Thursday, December 6, 2012

Have we already found the cure to cancer?

Stem cells have been covered all over the news with it becoming more of an issue nationally.  What are stem cells though?  Most believe it to be embryonic stem cells in which a female egg is combined with a male sperm cell in order to create a cell that could reproduce into any other human cell.  However, stem cells don't have to be embryonic and could actually come from adults or other organisms.  Even with methods being developed for these stem cells, only time will tell what the future for stem cells will be.

Stem cells are proving to be more beneficial then previously thought.

More and more research everyday from labs across the world are proving just how valuable stem cells can be.  We have been able to treat heart attacks, treat diseases, and even start to help mentally disabled people.  Over in Britain, The Daily Mail reports how doctors are testing a new technique that helps patients who suffer from heart attacks to recover faster and prevent any future attacks or failures
However, the question isn't what have we done so far, but what can we do in the future that will help all of us.  Within our lifetime we could be able to cure cancer, grow limbs for amputees, and even attempt to create life for parents who are unable to conceive.

Leading experts express enthusiasms for stem cells that could go beyond helping out diseases.

Experts and researchers are repeatedly showing how stem cells are improving everyday life.  Although there is more work to be done on this, it's looking very optimistic for the future.  Dr. Carol Keefer, Department of Animal Sciences, University of Maryland College Park, says that with new advancements in technology stem cell research could go beyond just helping out humans.  Being able to modify genes and DNA of different animals, we could make them more resistent to diseases and be able to produce more milk or eggs.  Even though we have these opportunities with animals, studies are being conducted on plant stem cells that show their usefulness as well.  Using plant stem cells has a major impact on science because it could help with anti-aging as well as skin care benefits.  This has benefits with the economy and helping farmers have a steady foothold in today's rough economy.

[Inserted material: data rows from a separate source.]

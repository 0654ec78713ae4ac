use std::time::Duration;

/// Root classification of an [`AuthError`], independent of which step
/// produced it.
#[derive(Debug, Clone, Copy, PartialEq, Eq)]
pub enum ErrorKind {
    /// Connectivity, TLS or timeout failure from the HTTP layer.
    Transport,
    /// A page no longer carries an element the flow depends on.
    ProtocolContract,
    /// The identity provider reported an explicit error code.
    ServerReported,
    /// The second-factor exchange failed or was rejected.
    Mfa,
    /// The second-factor exchange outlived the configured deadline.
    MfaTimeout,
    /// The identity provider returned a page the flow does not know.
    UnrecognizedState,
    /// The caller supplied unusable input.
    InvalidInput,
    /// Interactive input could not be read.
    Prompt,
}

#[derive(Debug, thiserror::Error)]
pub enum AuthError {
    #[error("HTTP request failed: {0}")]
    Transport(#[from] reqwest::Error),

    #[error("invalid URL {url:?}")]
    InvalidUrl {
        url: String,
        #[source]
        source: url::ParseError,
    },

    #[error("{handler}: {expected} not found in page at {url}")]
    MissingElement {
        handler: &'static str,
        expected: &'static str,
        url: String,
    },

    #[error("{handler}: malformed {what}")]
    Malformed {
        handler: &'static str,
        what: &'static str,
        #[source]
        source: serde_json::Error,
    },

    #[error("authentication error {code}: {message}")]
    ServerReported { code: String, message: String },

    #[error("MFA BeginAuth rejected: {message}")]
    MfaBegin { message: String },

    #[error("MFA error {code}: {message}")]
    Mfa { code: i64, message: String },

    #[error("MFA verification with {method} was not completed")]
    MfaNotCompleted { method: String },

    #[error("MFA verification did not complete within {0:?}")]
    MfaTimeout(Duration),

    #[error("reached unrecognized authentication state at {url}")]
    UnrecognizedState { url: String },

    #[error("{0}")]
    InvalidInput(&'static str),

    #[error("failed to read {what}")]
    Prompt {
        what: &'static str,
        #[source]
        source: std::io::Error,
    },

    #[error("{step} failed")]
    Step {
        step: &'static str,
        #[source]
        source: Box<AuthError>,
    },
}

impl AuthError {
    /// Wrap this error with the name of the step that produced it.
    pub fn in_step(self, step: &'static str) -> Self {
        AuthError::Step {
            step,
            source: Box::new(self),
        }
    }

    /// The innermost (non-step) error.
    pub fn root(&self) -> &AuthError {
        let mut current = self;
        while let AuthError::Step { source, .. } = current {
            current = source;
        }
        current
    }

    /// Names of the steps this error passed through, outermost first.
    pub fn steps(&self) -> Vec<&'static str> {
        let mut steps = Vec::new();
        let mut current = self;
        while let AuthError::Step { step, source } = current {
            steps.push(*step);
            current = source;
        }
        steps
    }

    pub fn kind(&self) -> ErrorKind {
        match self.root() {
            AuthError::Transport(_) => ErrorKind::Transport,
            AuthError::InvalidUrl { .. }
            | AuthError::MissingElement { .. }
            | AuthError::Malformed { .. } => ErrorKind::ProtocolContract,
            AuthError::ServerReported { .. } => ErrorKind::ServerReported,
            AuthError::MfaBegin { .. }
            | AuthError::Mfa { .. }
            | AuthError::MfaNotCompleted { .. } => ErrorKind::Mfa,
            AuthError::MfaTimeout(_) => ErrorKind::MfaTimeout,
            AuthError::UnrecognizedState { .. } => ErrorKind::UnrecognizedState,
            AuthError::InvalidInput(_) => ErrorKind::InvalidInput,
            AuthError::Prompt { .. } => ErrorKind::Prompt,
            AuthError::Step { .. } => unreachable!("root() never returns a step"),
        }
    }
}

#[cfg(test)]
mod tests {
    use super::*;

    #[test]
    fn test_kind_looks_through_steps() {
        let err = AuthError::UnrecognizedState {
            url: "https://login.example.com/".to_string(),
        }
        .in_step("HiddenForm")
        .in_step("authenticate");

        assert_eq!(err.kind(), ErrorKind::UnrecognizedState);
        assert_eq!(err.steps(), vec!["authenticate", "HiddenForm"]);
    }

    #[test]
    fn test_step_message_names_step() {
        let err = AuthError::ServerReported {
            code: "50126".to_string(),
            message: "Invalid username or password".to_string(),
        }
        .in_step("ConvergedSignIn");

        assert_eq!(err.to_string(), "ConvergedSignIn failed");
        assert!(err.root().to_string().contains("50126"));
    }
}
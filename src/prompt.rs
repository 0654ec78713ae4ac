//! Interactive input used by the flow and the CLI.

use std::io;

use secrecy::SecretString;

/// Source of interactive answers.
///
/// The authentication flow only calls [`Prompter::input`] (one-time codes
/// when none was supplied up front) and [`Prompter::notify`] (push approval
/// hints). The CLI also uses it for passwords and role selection.
pub trait Prompter: Send + Sync {
    fn input(&self, prompt: &str) -> io::Result<String>;

    fn password(&self, prompt: &str) -> io::Result<SecretString>;

    /// Returns the index of the chosen option.
    fn select(&self, prompt: &str, options: &[String]) -> io::Result<usize>;

    /// Show a message that needs no answer.
    fn notify(&self, message: &str) {
        eprintln!("{message}");
    }
}

/// Prompter on the controlling terminal, writing to stderr so stdout stays
/// clean for command output.
#[cfg(feature = "cli")]
#[derive(Debug, Default, Clone, Copy)]
pub struct TerminalPrompter;

#[cfg(feature = "cli")]
impl Prompter for TerminalPrompter {
    fn input(&self, prompt: &str) -> io::Result<String> {
        use dialoguer::{theme::ColorfulTheme, Input};

        Input::<String>::with_theme(&ColorfulTheme::default())
            .with_prompt(prompt)
            .interact_text_on(&dialoguer::console::Term::stderr())
            .map(|s| s.trim().to_string())
            .map_err(dialoguer_to_io)
    }

    fn password(&self, prompt: &str) -> io::Result<SecretString> {
        use dialoguer::{theme::ColorfulTheme, Password};

        Password::with_theme(&ColorfulTheme::default())
            .with_prompt(prompt)
            .interact_on(&dialoguer::console::Term::stderr())
            .map(SecretString::from)
            .map_err(dialoguer_to_io)
    }

    fn select(&self, prompt: &str, options: &[String]) -> io::Result<usize> {
        use dialoguer::{theme::ColorfulTheme, Select};

        if options.is_empty() {
            return Err(io::Error::new(
                io::ErrorKind::InvalidInput,
                "nothing to select from",
            ));
        }

        Select::with_theme(&ColorfulTheme::default())
            .with_prompt(prompt)
            .items(options)
            .default(0)
            .interact_on(&dialoguer::console::Term::stderr())
            .map_err(dialoguer_to_io)
    }
}

#[cfg(feature = "cli")]
fn dialoguer_to_io(err: dialoguer::Error) -> io::Error {
    io::Error::other(err)
}
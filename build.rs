use std::process::Command;

fn main() {
    let commit = git_commit().unwrap_or_else(|| "unknown".to_string());
    println!("cargo:rustc-env=GIT_COMMIT_HASH={commit}");
    println!("cargo:rerun-if-changed=.git/HEAD");
    println!("cargo:rerun-if-changed=.git/refs");
}

fn git_commit() -> Option<String> {
    let output = Command::new("git")
        .args(["rev-parse", "--short=12", "HEAD"])
        .output()
        .ok()?;

    if !output.status.success() {
        return None;
    }

    let commit = String::from_utf8_lossy(&output.stdout).trim().to_string();
    (!commit.is_empty()).then_some(commit)
}
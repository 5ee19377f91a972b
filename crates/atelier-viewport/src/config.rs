//! Layered editor configuration
//!
//! Config is loaded with four layers of precedence (highest wins):
//! 1. Environment variables: `ATELIER_LIGHT_TEMP`, `ATELIER_LIGHT_INTENSITY`, `ATELIER_MODE`
//! 2. Project-local: `.atelier/config.toml`
//! 3. Global: `~/.atelier/config.toml`
//! 4. Built-in defaults
//!
//! File layers are merged table by table before deserializing, so a project
//! file that only sets `[camera] fov` keeps every other global setting.

use atelier_core::lighting::DisplayMode;
use atelier_core::{AtelierError, ObjectKind, PresentationSettings, Result};
use atelier_scene::BuiltinAssets;
use serde::{Deserialize, Serialize};
use std::collections::BTreeMap;
use std::path::{Path, PathBuf};

pub const ENV_LIGHT_TEMP: &str = "ATELIER_LIGHT_TEMP";
pub const ENV_LIGHT_INTENSITY: &str = "ATELIER_LIGHT_INTENSITY";
pub const ENV_MODE: &str = "ATELIER_MODE";

/// Orbit camera settings
#[derive(Debug, Clone, PartialEq, Serialize, Deserialize)]
#[serde(default)]
pub struct CameraConfig {
    /// Vertical field of view in degrees
    pub fov: f32,
    pub near: f32,
    pub far: f32,
    pub position: [f32; 3],
    pub target: [f32; 3],
    /// Fraction of the pending orbit applied per frame
    pub damping: f32,
    pub min_distance: f32,
    pub max_distance: f32,
    /// Polar angles in radians, measured from straight up
    pub min_polar_angle: f32,
    pub max_polar_angle: f32,
    pub rotate_speed: f32,
    pub zoom_speed: f32,
}

impl Default for CameraConfig {
    fn default() -> Self {
        Self {
            fov: 42.0,
            near: 0.1,
            far: 100.0,
            position: [4.5, 2.2, 4.5],
            target: [0.0, 1.2, 0.0],
            damping: 0.08,
            min_distance: 2.5,
            max_distance: 12.0,
            min_polar_angle: std::f32::consts::PI / 6.0,
            max_polar_angle: std::f32::consts::PI / 2.05,
            rotate_speed: 1.0,
            zoom_speed: 1.0,
        }
    }
}

impl CameraConfig {
    /// Reject limit pairs the orbit camera cannot clamp against
    pub fn validate(&self) -> Result<()> {
        let (min, max) = (self.min_distance, self.max_distance);
        if !(min.is_finite() && max.is_finite() && min > 0.0 && min <= max) {
            return Err(AtelierError::ConfigError(format!(
                "camera.min_distance ({}) must be positive and at most camera.max_distance ({})",
                min, max
            )));
        }
        let (min, max) = (self.min_polar_angle, self.max_polar_angle);
        let range = 0.0..=std::f32::consts::PI;
        if !(range.contains(&min) && range.contains(&max) && min <= max) {
            return Err(AtelierError::ConfigError(format!(
                "camera.min_polar_angle ({}) and camera.max_polar_angle ({}) must be ordered within [0, pi]",
                min, max
            )));
        }
        Ok(())
    }
}

/// Gizmo sizing. Every factor scales with the camera's distance to the
/// gizmo, which keeps handles a constant size on screen.
#[derive(Debug, Clone, PartialEq, Serialize, Deserialize)]
#[serde(default)]
pub struct GizmoConfig {
    /// Arrow length and ring radius per unit of camera distance
    pub size_factor: f32,
    /// Ray-to-arrow and ray-to-ring tolerance per unit of camera distance
    pub axis_pick_factor: f32,
    /// Ray-to-plane-handle tolerance per unit of camera distance
    pub plane_pick_factor: f32,
}

impl Default for GizmoConfig {
    fn default() -> Self {
        Self {
            size_factor: 0.12,
            axis_pick_factor: 0.015,
            plane_pick_factor: 0.02,
        }
    }
}

/// Initial viewport size in pixels
#[derive(Debug, Clone, Copy, PartialEq, Serialize, Deserialize)]
#[serde(default)]
pub struct ViewportConfig {
    pub width: f32,
    pub height: f32,
}

impl Default for ViewportConfig {
    fn default() -> Self {
        Self {
            width: 1280.0,
            height: 720.0,
        }
    }
}

/// Resolved editor configuration
#[derive(Debug, Clone, Default, PartialEq, Serialize, Deserialize)]
#[serde(default)]
pub struct EditorConfig {
    pub camera: CameraConfig,
    pub gizmo: GizmoConfig,
    pub viewport: ViewportConfig,
    pub presentation: PresentationSettings,
    /// Model path per object kind name, e.g. `lamp = "assets/lamp.glb"`
    pub models: BTreeMap<String, String>,
}

impl EditorConfig {
    /// Load config with layered precedence: defaults < global < project < env vars
    pub fn load() -> Result<Self> {
        let mut merged = toml::Table::new();

        // Layer 1: Global config (~/.atelier/config.toml)
        if let Some(global_path) = Self::global_config_path() {
            if global_path.exists() {
                merge_tables(&mut merged, Self::load_table(&global_path)?);
            }
        }

        // Layer 2: Project-local config (.atelier/config.toml)
        let local_path = PathBuf::from(".atelier/config.toml");
        if local_path.exists() {
            merge_tables(&mut merged, Self::load_table(&local_path)?);
        }

        let mut config = Self::from_table(merged)?;

        // Layer 3: Environment variable overrides
        config.apply_env_overrides(|key| std::env::var(key).ok())?;
        Ok(config)
    }

    /// Load config from a specific file path only, plus environment overrides
    pub fn load_from_file(path: &Path) -> Result<Self> {
        let mut config = Self::from_table(Self::load_table(path)?)?;
        config.apply_env_overrides(|key| std::env::var(key).ok())?;
        Ok(config)
    }

    /// Serialize the resolved config back to TOML
    pub fn to_toml_string(&self) -> Result<String> {
        Ok(toml::to_string_pretty(self)?)
    }

    /// Asset source honoring the `[models]` overrides
    pub fn assets(&self) -> BuiltinAssets {
        let mut assets = BuiltinAssets::new();
        for (name, path) in &self.models {
            match name.parse::<ObjectKind>() {
                Ok(kind) => assets = assets.with_model_path(kind, path.clone()),
                Err(_) => log::warn!("Ignoring model path for unknown kind '{}'", name),
            }
        }
        assets
    }

    /// Apply overrides from a key lookup (the process environment in production)
    pub fn apply_env_overrides<F>(&mut self, lookup: F) -> Result<()>
    where
        F: Fn(&str) -> Option<String>,
    {
        if let Some(raw) = lookup(ENV_LIGHT_TEMP) {
            let kelvin: f64 = raw.trim().parse().map_err(|_| {
                AtelierError::ConfigError(format!("{} must be a number, got '{}'", ENV_LIGHT_TEMP, raw))
            })?;
            self.presentation.set_light_temperature(kelvin);
        }
        if let Some(raw) = lookup(ENV_LIGHT_INTENSITY) {
            let intensity: f32 = raw.trim().parse().map_err(|_| {
                AtelierError::ConfigError(format!(
                    "{} must be a number, got '{}'",
                    ENV_LIGHT_INTENSITY, raw
                ))
            })?;
            self.presentation.set_light_intensity(intensity);
        }
        if let Some(raw) = lookup(ENV_MODE) {
            self.presentation.mode = match raw.trim() {
                "day" => DisplayMode::Day,
                "night" => DisplayMode::Night,
                other => {
                    return Err(AtelierError::InvalidEnumValue {
                        value: other.to_string(),
                        allowed: vec!["day".into(), "night".into()],
                    })
                }
            };
        }
        Ok(())
    }

    fn global_config_path() -> Option<PathBuf> {
        dirs::home_dir().map(|h| h.join(".atelier").join("config.toml"))
    }

    fn load_table(path: &Path) -> Result<toml::Table> {
        let content = std::fs::read_to_string(path)?;
        content.parse::<toml::Table>().map_err(|e| {
            AtelierError::ConfigError(format!("Failed to parse config {}: {}", path.display(), e))
        })
    }

    fn from_table(table: toml::Table) -> Result<Self> {
        let mut config: EditorConfig = toml::Value::Table(table).try_into()?;
        config.camera.validate()?;
        // Files may carry out-of-range light values; route them through the clamps
        let defaults = PresentationSettings::default();
        let presentation = &mut config.presentation;
        let (intensity, kelvin) = (presentation.light_intensity, presentation.light_temperature);
        presentation.light_intensity = defaults.light_intensity;
        presentation.light_temperature = defaults.light_temperature;
        presentation.set_light_intensity(intensity);
        presentation.set_light_temperature(kelvin);
        Ok(config)
    }
}

/// Recursively overlay `overlay` onto `base`; nested tables merge, everything else replaces
fn merge_tables(base: &mut toml::Table, overlay: toml::Table) {
    for (key, value) in overlay {
        match (base.get_mut(&key), value) {
            (Some(toml::Value::Table(existing)), toml::Value::Table(incoming)) => {
                merge_tables(existing, incoming);
            }
            (_, value) => {
                base.insert(key, value);
            }
        }
    }
}
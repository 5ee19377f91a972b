//! Active tool mode

use atelier_core::AtelierError;
use serde::{Deserialize, Serialize};
use std::fmt;
use std::str::FromStr;

/// Which toolbar tool is active
#[derive(Debug, Clone, Copy, PartialEq, Eq, Default, Serialize, Deserialize)]
#[serde(rename_all = "lowercase")]
pub enum ToolMode {
    /// Pointer picks objects; no gizmo
    #[default]
    Select,
    /// Translate gizmo on the selection
    Move,
    /// Rotate gizmo on the selection
    Rotate,
}

impl ToolMode {
    /// Whether this mode shows a manipulation gizmo
    pub fn manipulates(&self) -> bool {
        matches!(self, ToolMode::Move | ToolMode::Rotate)
    }

    pub fn as_str(&self) -> &'static str {
        match self {
            ToolMode::Select => "select",
            ToolMode::Move => "move",
            ToolMode::Rotate => "rotate",
        }
    }
}

impl fmt::Display for ToolMode {
    fn fmt(&self, f: &mut fmt::Formatter<'_>) -> fmt::Result {
        f.write_str(self.as_str())
    }
}

impl FromStr for ToolMode {
    type Err = AtelierError;

    fn from_str(s: &str) -> Result<Self, Self::Err> {
        match s {
            "select" => Ok(ToolMode::Select),
            "move" => Ok(ToolMode::Move),
            "rotate" => Ok(ToolMode::Rotate),
            other => Err(AtelierError::InvalidEnumValue {
                value: other.to_string(),
                allowed: vec!["select".into(), "move".into(), "rotate".into()],
            }),
        }
    }
}
//! Atelier Viewport - interaction layer over the entity store
//!
//! Provides the orbit camera, pointer picking, the transform gizmo with its
//! drag sessions, and the `Editor` coordinator that routes commands and
//! pointer events between them. Rendering stays outside: a renderer samples
//! `Editor::frame` each frame.

pub mod camera;
pub mod config;
pub mod editor;
pub mod frame;
pub mod gizmo;
pub mod picking;
pub mod projection;
pub mod session;

pub use camera::OrbitCamera;
pub use config::EditorConfig;
pub use editor::{Editor, PointerOutcome};
pub use frame::Frame;
pub use gizmo::{GizmoAxis, GizmoState, TransformGizmo};
pub use session::{DragCommit, DragMode, DragSession};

Even though there are some amazing prospects for different stem cell research, there are a couple of consequences for stem cell research.  One of which being the testing of stem cells on humans and not knowing the affects it can have on them.  A way that researchers get around this issue is that they do extensive testing on mice and rats.  Because of their quick reproduction rates and similarities to the human genome, mice and rats are reliable resources when testing the effects of stem cells.

What does the public think of stem cells.

Although there has been a lot of progress for stem cell research, the public has split opinions on this case.  Some think that it is not morally right to fuse together an egg and sperm cell together and use it for scientific research research.  Others believe that it is perfectly fine, since the cell hasn't fully developed.  However, as Dr. Keefer points out, stem cells are not just an egg and sperm cell being fused together then destroyed.  Stem cells can come from adult or animal bone marrows this causes great confusion because most people believe it stem cell research is only performed on embryonic cells.  They can also come plants as previously discussed.  Although there are many different opinions out there, one point that nobody can dispute is how it is helping people live their lives when it is administered to people who have no other hope.

In order to get a different perspective of the situation, Akshay Kolluri, an undergraduate student at College Park, gave his opinion on stem cell research and the future of it.

So what will happen next?

Although there is a lot of speculation on what the future of stem cells will be, one can be sure that with increasing awareness and growing support for it, we might one day see the full potential of what stem cells can do.  Could we possibly see cows make more milk with heat resistant qualities that could prevent spoiling or chickens laying more eggs with less cholesterol in them? Or possibly curing heart and lung disease or preventing future generations from contracting different forms of cancer? Even though we cannot see into what the future will hold, we can say that the possibilities of stem cells are almost limitless.